Highly Available Network Address Translation, that friend you love to hate…

| | | 0 comments

if you care about security, you should care about NAT

Who is NAT and what is HA?

As we outlined in our last blog, Amazon Web Services (AWS) introduced Virtual Private Cloud (VPC) years ago and many advanced networking and security concepts are only available to VPC customers.  The push for VPC adoption has progressed to the point that “EC2 Classic” is now a basic VPC with public subnet setup for you by default.  Network Address Translation (NAT) is a basic concept you can associate with your home Internet router.  This device takes your public IP address and shares it with a private network of machines.  In AWS, an instance in a VPC subnet with a route that includes an Internet Gateway attachment must have an Elastic IP Address or Public IP Address associated with it in order to gain access to the Internet.  An instance in a VPC subnet without a route that includes an Internet Gateway (private subnet) needs a way to get on the Internet, and that is where NAT comes in.  A NAT instance in the Public subnet can be used for private subnet instances as the route to the Internet.  High Availability or HA (not so much HA-HA funny) is how you address the issue of single points of failure.  If NAT is required for availability of your workload, you need NAT to be Highly Available (HA) as well.  So what now?

I’m better off alone…

Before we get in to making NAT HA (and the risks of some methods), it would seem like an easy solution to just use subnets with an Internet Gateway route in your VPC (public subnets).  This way, you can give your instances public or elastic IP Addresses and everything works great.  This is true, and even if we ignore security risks, this is the recommended approach for any workload that is heavily using Internet bandwidth (get/puts to S3 immediately stands out).   That said, once you give your instance a public IP address, you are solely relying on the network ACL of that subnet and the Security Group of that instance to control access (and mitigate risk).  What if someone is troubleshooting and decides to change the SSH ingress rule to open it up to anyone instead of the private IP CIDR you previously had.  That instance is now open since it has a public IP address.   This may be outside your security policy (or possibly even a compliance issue) but the reason NAT is worth bothering is that private subnet instances have no public or elastic IP Address (and even if they did, it would not matter).  These instances are truly private and as such are more secure and more tolerant to inadvertent security group changes.

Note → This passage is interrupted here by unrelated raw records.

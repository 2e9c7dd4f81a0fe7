//! HTTP client for the Jira Service Management REST API.
//!
//! This module provides the `DeskClient` struct for making authenticated
//! requests to the Service Desk API (`rest/servicedeskapi/*`) and to the
//! Jira platform issue API (`rest/api/3/issue/*`), which is the only way to
//! edit fields on an existing request.
//!
//! Failed requests are not retried. Non-success responses are logged with
//! their status, headers and body, and returned as `KioskError::HttpStatus`.
//!
//! # Security
//!
//! Tokens are never logged. Response bodies are sanitized before they are
//! logged or stored in an error.

use std::borrow::Cow;
use std::time::Duration;

use reqwest::header::{HeaderMap, HeaderValue, ACCEPT, CONTENT_TYPE};
use reqwest::{Client, Method, StatusCode};
use serde::de::DeserializeOwned;
use serde_json::{json, Map, Value};

use crate::config::{AuthMode, Config};
use crate::error::KioskError;
use crate::models::{
    AddUsersRequest, CustomerRequest, IssueUpdate, PagedResponse, RequestTypeFieldsResponse,
};

/// Default request timeout in seconds.
const DEFAULT_TIMEOUT_SECS: u64 = 30;

/// Media type used for both `Accept` and `Content-Type`.
const JSON_MEDIA_TYPE: &str = "application/json";

/// Path prefix of the Service Desk API.
const SERVICEDESK_API_PATH: &str = "rest/servicedeskapi";

/// Path prefix of the Jira platform issue API, used for field updates.
const ISSUE_API_PATH: &str = "rest/api/3/issue";

/// HTTP client for the Service Desk API.
///
/// Cloning is cheap; clones share the underlying connection pool.
///
/// # Example
///
/// ```ignore
/// let config = Config::from_env()?;
/// let client = DeskClient::new(&config)?;
///
/// let desks = client.get_service_desks().await?;
/// ```
#[derive(Clone)]
pub struct DeskClient {
    /// The underlying HTTP client with JSON default headers.
    http: Client,

    /// Jira site URL without trailing slash.
    base_url: String,

    /// Credentials attached to every request.
    /// SECURITY: Never log the token!
    auth: AuthMode,
}

impl DeskClient {
    /// Creates a new client from configuration.
    ///
    /// # Errors
    ///
    /// Returns `KioskError::HttpClient` if the HTTP client fails to initialize.
    pub fn new(config: &Config) -> Result<Self, KioskError> {
        let mut headers = HeaderMap::new();
        headers.insert(ACCEPT, HeaderValue::from_static(JSON_MEDIA_TYPE));
        headers.insert(CONTENT_TYPE, HeaderValue::from_static(JSON_MEDIA_TYPE));

        let http = Client::builder()
            .timeout(Duration::from_secs(DEFAULT_TIMEOUT_SECS))
            .default_headers(headers)
            .danger_accept_invalid_certs(!config.ssl_verify)
            .build()
            .map_err(KioskError::HttpClient)?;

        if !config.ssl_verify {
            tracing::warn!("TLS certificate verification is disabled");
        }

        Ok(Self {
            http,
            base_url: config.base_url.trim_end_matches('/').to_string(),
            auth: config.auth.clone(),
        })
    }

    /// Returns the token for sanitization purposes.
    ///
    /// This should ONLY be used for sanitizing error messages, never for logging.
    pub(crate) fn secret_for_sanitization(&self) -> &str {
        self.auth.secret()
    }

    /// Builds a Service Desk API URL for an endpoint relative to `rest/servicedeskapi/`.
    fn api_url(&self, endpoint: &str) -> String {
        format!("{}/{}/{}", self.base_url, SERVICEDESK_API_PATH, endpoint)
    }

    /// Builds the Jira platform URL for an issue.
    fn issue_url(&self, issue_key: &str) -> String {
        format!("{}/{}/{}", self.base_url, ISSUE_API_PATH, segment(issue_key))
    }

    /// Tests connectivity to the Jira site.
    ///
    /// Lists service desks once to verify the server is reachable and the
    /// credentials are accepted.
    ///
    /// # Errors
    ///
    /// Returns `KioskError::ConnectionTest` with details about the failure.
    pub async fn test_connection(&self) -> Result<(), KioskError> {
        tracing::debug!("Testing connection to Jira Service Management");

        match self.get_service_desks().await {
            Ok(desks) => {
                tracing::info!(service_desks = desks.len(), "Connection test successful");
                Ok(())
            }
            Err(KioskError::HttpStatus { status, .. })
                if status == StatusCode::UNAUTHORIZED || status == StatusCode::FORBIDDEN =>
            {
                Err(KioskError::connection_test(format!(
                    "authentication failed ({}) - verify the Jira credentials",
                    status
                )))
            }
            Err(KioskError::Timeout { duration, .. }) => Err(KioskError::connection_test(format!(
                "connection timed out after {:?} - verify JIRA_URL is correct and the server is reachable",
                duration
            ))),
            Err(e) => {
                let message = KioskError::sanitize_message(&e.to_string(), self.auth.secret());
                Err(KioskError::connection_test(message))
            }
        }
    }

    /// Sends a request and returns the body of a successful response.
    ///
    /// # Arguments
    ///
    /// * `method` - HTTP method
    /// * `url` - Absolute URL
    /// * `query` - Query string pairs (may be empty)
    /// * `body` - Optional JSON body
    async fn send(
        &self,
        method: Method,
        url: &str,
        query: &[(&str, String)],
        body: Option<&Value>,
    ) -> Result<String, KioskError> {
        tracing::debug!(method = %method, url = %url, "Making Service Desk API request");

        let (username, password) = self.auth.basic_credentials();
        let mut req = self
            .http
            .request(method.clone(), url)
            .basic_auth(username, Some(password));

        if !query.is_empty() {
            req = req.query(query);
        }

        if let Some(body) = body {
            tracing::debug!(body = %pretty(body), "Request body");
            req = req.json(body);
        }

        let response = req.send().await.map_err(|e| {
            if e.is_timeout() {
                return KioskError::timeout(
                    Duration::from_secs(DEFAULT_TIMEOUT_SECS),
                    format!("{} {}", method, url),
                );
            }
            tracing::error!(method = %method, url = %url, error = %e, "Service Desk API request failed");
            KioskError::Http(e)
        })?;

        let status = response.status();
        tracing::debug!(status = %status, headers = ?response.headers(), "Service Desk API response");

        if !status.is_success() {
            return Err(self.handle_http_error(&method, url, response).await);
        }

        let text = response.text().await.map_err(KioskError::Http)?;
        tracing::trace!(body = %text, "Service Desk API response body");
        Ok(text)
    }

    /// Logs a non-success response and converts it to `KioskError::HttpStatus`.
    async fn handle_http_error(
        &self,
        method: &Method,
        url: &str,
        response: reqwest::Response,
    ) -> KioskError {
        let status = response.status();
        let headers = format!("{:?}", response.headers());
        let body = response.text().await.unwrap_or_default();
        let body = KioskError::sanitize_message(&body, self.auth.secret());

        if status == StatusCode::BAD_REQUEST {
            tracing::error!(
                method = %method,
                url = %url,
                headers = %headers,
                body = %body,
                "400 Bad Request from Service Desk API"
            );
            if let Ok(json) = serde_json::from_str::<Value>(&body) {
                tracing::error!(error_json = %pretty(&json), "Service Desk API error details");
            }
        } else {
            tracing::error!(
                method = %method,
                url = %url,
                status = %status,
                headers = %headers,
                body = %body,
                "Service Desk API returned an error status"
            );
        }

        KioskError::HttpStatus { status, body }
    }

    /// Makes a GET request to the Service Desk API and parses the JSON response.
    async fn get<T>(&self, endpoint: &str, query: &[(&str, String)]) -> Result<T, KioskError>
    where
        T: DeserializeOwned,
    {
        let text = self
            .send(Method::GET, &self.api_url(endpoint), query, None)
            .await?;
        serde_json::from_str(&text).map_err(KioskError::Serialization)
    }

    /// Lists all service desks visible to the caller.
    pub async fn get_service_desks(&self) -> Result<Vec<Value>, KioskError> {
        let page: PagedResponse<Value> = self.get("servicedesk", &[]).await?;
        Ok(page.into_values())
    }

    /// Lists request types of a service desk.
    pub async fn get_request_types(&self, service_desk_id: &str) -> Result<Vec<Value>, KioskError> {
        let endpoint = format!("servicedesk/{}/requesttype", segment(service_desk_id));
        let page: PagedResponse<Value> = self.get(&endpoint, &[]).await?;
        Ok(page.into_values())
    }

    /// Lists organizations associated with a service desk.
    pub async fn get_organizations(&self, service_desk_id: &str) -> Result<Vec<Value>, KioskError> {
        let endpoint = format!("servicedesk/{}/organization", segment(service_desk_id));
        let page: PagedResponse<Value> = self.get(&endpoint, &[]).await?;
        Ok(page.into_values())
    }

    /// Lists users in an organization.
    ///
    /// Returns the whole paged object, so callers see `isLastPage` and friends.
    pub async fn get_organization_users(
        &self,
        organization_id: &str,
        start: u32,
        limit: u32,
    ) -> Result<Value, KioskError> {
        let endpoint = format!("organization/{}/user", segment(organization_id));
        self.get(
            &endpoint,
            &[("start", start.to_string()), ("limit", limit.to_string())],
        )
        .await
    }

    /// Adds users to an organization.
    ///
    /// Jira answers `204 No Content`; in that case a synthetic acknowledgment
    /// listing the submitted usernames is returned.
    pub async fn add_users_to_organization(
        &self,
        organization_id: &str,
        usernames: &[String],
    ) -> Result<Value, KioskError> {
        tracing::info!(
            organization_id = %organization_id,
            usernames = ?usernames,
            "Adding users to organization"
        );

        let url = self.api_url(&format!("organization/{}/user", segment(organization_id)));
        let body = serde_json::to_value(AddUsersRequest { usernames })?;
        let text = self.send(Method::POST, &url, &[], Some(&body)).await?;

        if text.trim().is_empty() {
            return Ok(json!({ "status": "added", "usernames": usernames }));
        }
        serde_json::from_str(&text).map_err(KioskError::Serialization)
    }

    /// Lists the fields a request type accepts.
    pub async fn get_request_type_fields(
        &self,
        service_desk_id: &str,
        request_type_id: &str,
    ) -> Result<Vec<Value>, KioskError> {
        let endpoint = format!(
            "servicedesk/{}/requesttype/{}/field",
            segment(service_desk_id),
            segment(request_type_id)
        );
        let fields: RequestTypeFieldsResponse<Value> = self.get(&endpoint, &[]).await?;
        Ok(fields.into_fields())
    }

    /// Creates a customer request through the Service Desk API.
    ///
    /// # Returns
    ///
    /// The created request as returned by Jira (includes `issueKey`).
    pub async fn create_customer_request(
        &self,
        request: &CustomerRequest,
    ) -> Result<Value, KioskError> {
        tracing::info!(
            service_desk_id = %request.service_desk_id,
            request_type_id = %request.request_type_id,
            "Creating customer request"
        );

        let body = serde_json::to_value(request)?;
        let text = self
            .send(Method::POST, &self.api_url("request"), &[], Some(&body))
            .await?;
        serde_json::from_str(&text).map_err(KioskError::Serialization)
    }

    /// Updates fields on an existing issue through the Jira platform API.
    ///
    /// The endpoint answers `204 No Content`, so a synthetic
    /// `{"status": "updated"}` is returned on success.
    pub async fn update_issue(
        &self,
        issue_key: &str,
        fields: Map<String, Value>,
    ) -> Result<Value, KioskError> {
        tracing::debug!(issue_key = %issue_key, field_count = fields.len(), "Updating issue");

        let body = serde_json::to_value(IssueUpdate { fields })?;
        self.send(Method::PUT, &self.issue_url(issue_key), &[], Some(&body))
            .await?;

        Ok(json!({ "status": "updated" }))
    }
}

/// Percent-encodes a caller-supplied path segment.
fn segment(value: &str) -> Cow<'_, str> {
    urlencoding::encode(value)
}

/// Pretty-prints JSON for log output.
fn pretty(value: &Value) -> String {
    serde_json::to_string_pretty(value).unwrap_or_else(|_| value.to_string())
}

you need to define your own health checks with your entire stack in mind, and not simply rely on default values

Maybe I’m better off with NAT in my life…

There are two well-documented approaches to creating Highly Available NAT.  The first is an often-referenced article by Jinesh Varia where High Availability for Amazon VPC NAT is documented.  This is a great article, and the last paragraph is the most important component to internalize.  Appendix A outlines the risk of False Positives.  While Jinesh refers to this as an “edge case”, I would argue that this edge case is more likely than a simple instance failure.   The nat_monitor.sh script that Jinesh uses has a couple problems.  First, the script in its current state is syntactically wrong.  The script makes an AWS CLI call to describe the status of the other NAT instance in the other Availability Zone.  This output is then piped to awk to get just the value of the status (“running” for example).  The comments in the script even mention that you may need to modify this line, never ignore comments in code in this case they are right.  You do need to change the print value, and I believe on the current AWS CLI, it’s actually print $6 that you want.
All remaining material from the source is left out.